Task goal: The span to repeat in the listing below runs from the line containing "answers with numbered" to the line containing "use std::fmt;", inclusive. Repeat it exactly, and only it.

Task data:
____________________
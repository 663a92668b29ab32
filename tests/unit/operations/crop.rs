use super::*;
use crate::foundation::core::SourceImage;
use crate::render::cpu::CanvasRenderer;

fn near(px: Option<[u8; 4]>, want: [u8; 4]) -> bool {
    px.is_some_and(|p| p.iter().zip(want).all(|(a, b)| a.abs_diff(b) <= 2))
}

#[test]
fn validate_enforces_ordered_unit_rect() {
    assert!(Crop::new((0.0, 0.0), (1.0, 1.0)).validate_settings().is_ok());
    assert!(Crop::new((0.2, 0.3), (0.8, 0.9)).validate_settings().is_ok());
    assert!(Crop::new((0.5, 0.0), (0.5, 1.0)).validate_settings().is_err());
    assert!(Crop::new((-0.1, 0.0), (1.0, 1.0)).validate_settings().is_err());
    assert!(Crop::new((0.0, 0.0), (1.0, 1.5)).validate_settings().is_err());
    assert!(Crop::new((0.0, f64::NAN), (1.0, 1.0)).validate_settings().is_err());
}

#[test]
fn from_settings_reads_points_and_defaults() {
    let c = Crop::from_settings(&serde_json::json!({ "start": [0.25, 0.5] })).unwrap();
    assert_eq!(c.start, Point::new(0.25, 0.5));
    assert_eq!(c.end, Point::new(1.0, 1.0));
    assert!(Crop::from_settings(&serde_json::json!({ "end": "1,1" })).is_err());
}

#[test]
fn pixel_rect_rounds_and_keeps_one_pixel() {
    let c = Crop::new((0.25, 0.5), (0.75, 1.0));
    assert_eq!(c.pixel_rect(Size::new(100, 50)), (25, 25, Size::new(50, 25)));

    let thin = Crop::new((0.5, 0.5), (0.501, 0.501));
    let (_, _, size) = thin.pixel_rect(Size::new(10, 10));
    assert_eq!(size, Size::new(1, 1));
}

#[test]
fn render_cuts_the_surface() {
    let mut r = CanvasRenderer::new(Size::new(10, 4)).unwrap();
    r.draw_image(&SourceImage::solid(10, 4, [9, 9, 9, 255]).unwrap())
        .unwrap();
    Crop::new((0.5, 0.0), (1.0, 0.5)).render(&mut r).unwrap();
    assert_eq!(r.size(), Size::new(5, 2));
    assert!(near(r.surface().unwrap().pixel(4, 1), [9, 9, 9, 255]));
}
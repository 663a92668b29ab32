use super::*;

#[test]
fn normalize_rel_path_normalizes_and_rejects_traversal() {
    assert_eq!(normalize_rel_path("a/b.png").unwrap(), "a/b.png");
    assert_eq!(normalize_rel_path("a\\b.png").unwrap(), "a/b.png");
    assert_eq!(normalize_rel_path("./a//b.png").unwrap(), "a/b.png");
    assert!(normalize_rel_path("../x.png").is_err());
    assert!(normalize_rel_path("/abs.png").is_err());
    assert!(normalize_rel_path(" ").is_err());
    assert!(normalize_rel_path("./.").is_err());
}

#[test]
fn insert_get_and_replace() {
    let mut store = AssetStore::new();
    assert!(store.is_empty());
    let red = SourceImage::solid(1, 1, [255, 0, 0, 255]).unwrap();
    let blue = SourceImage::solid(2, 2, [0, 0, 255, 255]).unwrap();

    assert!(store.insert("badge", red.clone()).is_none());
    assert!(store.contains("badge"));
    assert_eq!(store.get("badge"), Some(&red));

    assert_eq!(store.insert("badge", blue.clone()), Some(red));
    assert_eq!(store.get("badge").map(|i| i.width()), Some(2));
    assert_eq!(store.len(), 1);
    assert_eq!(store.keys().collect::<Vec<_>>(), vec!["badge"]);
    assert!(store.get("missing").is_none());
}

#[test]
fn load_all_reads_relative_to_root() {
    let dir = std::env::temp_dir().join(format!("pixstack_assets_{}", std::process::id()));
    std::fs::create_dir_all(dir.join("stickers")).unwrap();
    image::RgbaImage::from_pixel(3, 2, image::Rgba([0, 255, 0, 255]))
        .save(dir.join("stickers/star.png"))
        .unwrap();

    let entries = [("star".to_string(), "stickers/star.png".to_string())];
    let store = AssetStore::load_all(&dir, entries.iter().map(|(k, v)| (k, v))).unwrap();
    assert_eq!(store.get("star").map(|i| (i.width(), i.height())), Some((3, 2)));

    let bad = [("x".to_string(), "../escape.png".to_string())];
    assert!(AssetStore::load_all(&dir, bad.iter().map(|(k, v)| (k, v))).is_err());

    let _ = std::fs::remove_dir_all(&dir);
}
//! CLI interface for fundrag
//!
//! This module provides the command-line interface using clap's derive API.

use clap::{Parser, Subcommand};
use std::path::PathBuf;

/// Fund research assistant
///
/// Routes each question to structured fund records, semantic fund search,
/// the macroeconomic outlook, or a combination, and answers with numbered
/// citations.
#[derive(Parser, Debug)]
#[command(name = "fundrag")]
#[command(version, about, long_about = None)]
pub struct Cli {
    /// Output in JSON format
    #[arg(long, global = true)]
    pub json: bool,

    /// Set log level (error, warn, info, debug, trace)
    #[arg(long, global = true, value_name = "LEVEL")]
    pub log: Option<String>,

    /// Specify alternate configuration file
    #[arg(long, global = true, value_name = "PATH")]
    pub config: Option<PathBuf>,

    #[command(subcommand)]
    pub command: Command,
}

/// Available commands
#[derive(Subcommand, Debug)]
pub enum Command {
    /// Answer a question, streaming progress and the answer
    Ask {
        /// The question
        question: String,

        /// Prior user turn, repeatable (oldest first)
        #[arg(long = "previous", value_name = "TEXT")]
        previous: Vec<String>,
    },

    /// Show which route a question would take, without fetching anything
    Classify {
        /// The question
        question: String,

        /// Prior user turn, repeatable (oldest first)
        #[arg(long = "previous", value_name = "TEXT")]
        previous: Vec<String>,
    },

    /// Run the HTTP server
    Serve {
        /// Override server.bind
        #[arg(long, value_name = "ADDR")]
        bind: Option<String>,
    },

    /// Manage configuration
    Config {
        #[command(subcommand)]
        action: ConfigAction,
    },
}

/// Configuration management actions
#[derive(Subcommand, Debug)]
pub enum ConfigAction {
    /// Show current configuration
    Show,

    /// Validate configuration file
    Validate,
}
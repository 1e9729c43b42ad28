//! Question and routing vocabulary shared by the engine and its callers

use serde::{Deserialize, Serialize};
use std::fmt;
use std::str::FromStr;

/// Retrieval strategy selected for a question
///
/// Serialized as the upper-case tag used on the wire (`"SQL"`, `"HYBRID"`, ...).
#[derive(Debug, Clone, Copy, PartialEq, Eq, Hash, Serialize, Deserialize)]
#[serde(rename_all = "UPPERCASE")]
pub enum Route {
    /// Structured fund records only
    Sql,
    /// Semantic passage search over fund descriptions only
    Semantic,
    /// Hierarchical macro-outlook index only
    Raptor,
    /// Structured, semantic and macro-outlook sources in parallel
    Hybrid,
    /// Macro outlook first, then a secondary fund query shaped by it
    Chain,
}

impl Route {
    pub const ALL: [Route; 5] = [
        Route::Sql,
        Route::Semantic,
        Route::Raptor,
        Route::Hybrid,
        Route::Chain,
    ];

    /// Tie-break priority when several routes match (higher wins)
    pub fn priority(self) -> u8 {
        match self {
            Route::Chain => 5,
            Route::Hybrid => 4,
            Route::Raptor => 3,
            Route::Semantic => 2,
            Route::Sql => 1,
        }
    }

    pub fn as_str(self) -> &'static str {
        match self {
            Route::Sql => "SQL",
            Route::Semantic => "SEMANTIC",
            Route::Raptor => "RAPTOR",
            Route::Hybrid => "HYBRID",
            Route::Chain => "CHAIN",
        }
    }

    /// Whether this route surfaces a generated structured-data query
    pub fn exposes_generated_query(self) -> bool {
        matches!(self, Route::Sql | Route::Hybrid)
    }
}

impl fmt::Display for Route {
    fn fmt(&self, f: &mut fmt::Formatter<'_>) -> fmt::Result {
        f.write_str(self.as_str())
    }
}

impl FromStr for Route {
    type Err = String;

    fn from_str(s: &str) -> Result<Self, Self::Err> {
        match s.trim().to_ascii_uppercase().as_str() {
            "SQL" => Ok(Route::Sql),
            "SEMANTIC" => Ok(Route::Semantic),
            "RAPTOR" => Ok(Route::Raptor),
            "HYBRID" => Ok(Route::Hybrid),
            "CHAIN" => Ok(Route::Chain),
            other => Err(format!("unknown route: {}", other)),
        }
    }
}

/// Which retrieval source produced a piece of evidence
///
/// The declaration order is the fixed interleave order used when numbering
/// citations: structured first, then semantic, then macro outlook.
#[derive(Debug, Clone, Copy, PartialEq, Eq, PartialOrd, Ord, Hash, Serialize, Deserialize)]
#[serde(rename_all = "UPPERCASE")]
pub enum SourceKind {
    Sql,
    Semantic,
    Raptor,
}

impl SourceKind {
    pub const ALL: [SourceKind; 3] = [SourceKind::Sql, SourceKind::Semantic, SourceKind::Raptor];

    pub fn as_str(self) -> &'static str {
        match self {
            SourceKind::Sql => "SQL",
            SourceKind::Semantic => "SEMANTIC",
            SourceKind::Raptor => "RAPTOR",
        }
    }

    /// Short label used when rendering citations inline
    pub fn label(self) -> &'static str {
        match self {
            SourceKind::Sql => "SQL",
            SourceKind::Semantic => "SEM",
            SourceKind::Raptor => "IMF",
        }
    }
}

impl fmt::Display for SourceKind {
    fn fmt(&self, f: &mut fmt::Formatter<'_>) -> fmt::Result {
        f.write_str(self.as_str())
    }
}

/// Speaker of a prior conversation turn
#[derive(Debug, Clone, Copy, PartialEq, Eq, Serialize, Deserialize)]
#[serde(rename_all = "lowercase")]
pub enum Role {
    User,
    Assistant,
}

/// One prior turn of the conversation
#[derive(Debug, Clone, PartialEq, Eq, Serialize, Deserialize)]
pub struct ConversationTurn {
    pub role: Role,
    pub text: String,
}

impl ConversationTurn {
    pub fn user(text: impl Into<String>) -> Self {
        Self {
            role: Role::User,
            text: text.into(),
        }
    }

    pub fn assistant(text: impl Into<String>) -> Self {
        Self {
            role: Role::Assistant,
            text: text.into(),
        }
    }
}

/// Immutable input to one orchestration run
#[derive(Debug, Clone, PartialEq, Eq, Serialize, Deserialize)]
pub struct Question {
    pub text: String,
    #[serde(default)]
    pub history: Vec<ConversationTurn>,
}

impl Question {
    pub fn new(text: impl Into<String>) -> Self {
        Self {
            text: text.into(),
            history: Vec::new(),
        }
    }

    pub fn with_history(mut self, history: Vec<ConversationTurn>) -> Self {
        self.history = history;
        self
    }

    /// Most recent user turn before this question, if any
    pub fn last_user_turn(&self) -> Option<&str> {
        self.history
            .iter()
            .rev()
            .find(|turn| turn.role == Role::User)
            .map(|turn| turn.text.as_str())
    }
}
____________________
Exercise answer:
/// the macroeconomic outlook, or a combination, and answers with numbered
/// citations.
#[derive(Parser, Debug)]
#[command(name = "fundrag")]
#[command(version, about, long_about = None)]
pub struct Cli {
    /// Output in JSON format
    #[arg(long, global = true)]
    pub json: bool,

    /// Set log level (error, warn, info, debug, trace)
    #[arg(long, global = true, value_name = "LEVEL")]
    pub log: Option<String>,

    /// Specify alternate configuration file
    #[arg(long, global = true, value_name = "PATH")]
    pub config: Option<PathBuf>,

    #[command(subcommand)]
    pub command: Command,
}

/// Available commands
#[derive(Subcommand, Debug)]
pub enum Command {
    /// Answer a question, streaming progress and the answer
    Ask {
        /// The question
        question: String,

        /// Prior user turn, repeatable (oldest first)
        #[arg(long = "previous", value_name = "TEXT")]
        previous: Vec<String>,
    },

    /// Show which route a question would take, without fetching anything
    Classify {
        /// The question
        question: String,

        /// Prior user turn, repeatable (oldest first)
        #[arg(long = "previous", value_name = "TEXT")]
        previous: Vec<String>,
    },

    /// Run the HTTP server
    Serve {
        /// Override server.bind
        #[arg(long, value_name = "ADDR")]
        bind: Option<String>,
    },

    /// Manage configuration
    Config {
        #[command(subcommand)]
        action: ConfigAction,
    },
}

/// Configuration management actions
#[derive(Subcommand, Debug)]
pub enum ConfigAction {
    /// Show current configuration
    Show,

    /// Validate configuration file
    Validate,
}
repository 1e9729c43b42ad28
//! Question and routing vocabulary shared by the engine and its callers

use serde::{Deserialize, Serialize};
use std::fmt;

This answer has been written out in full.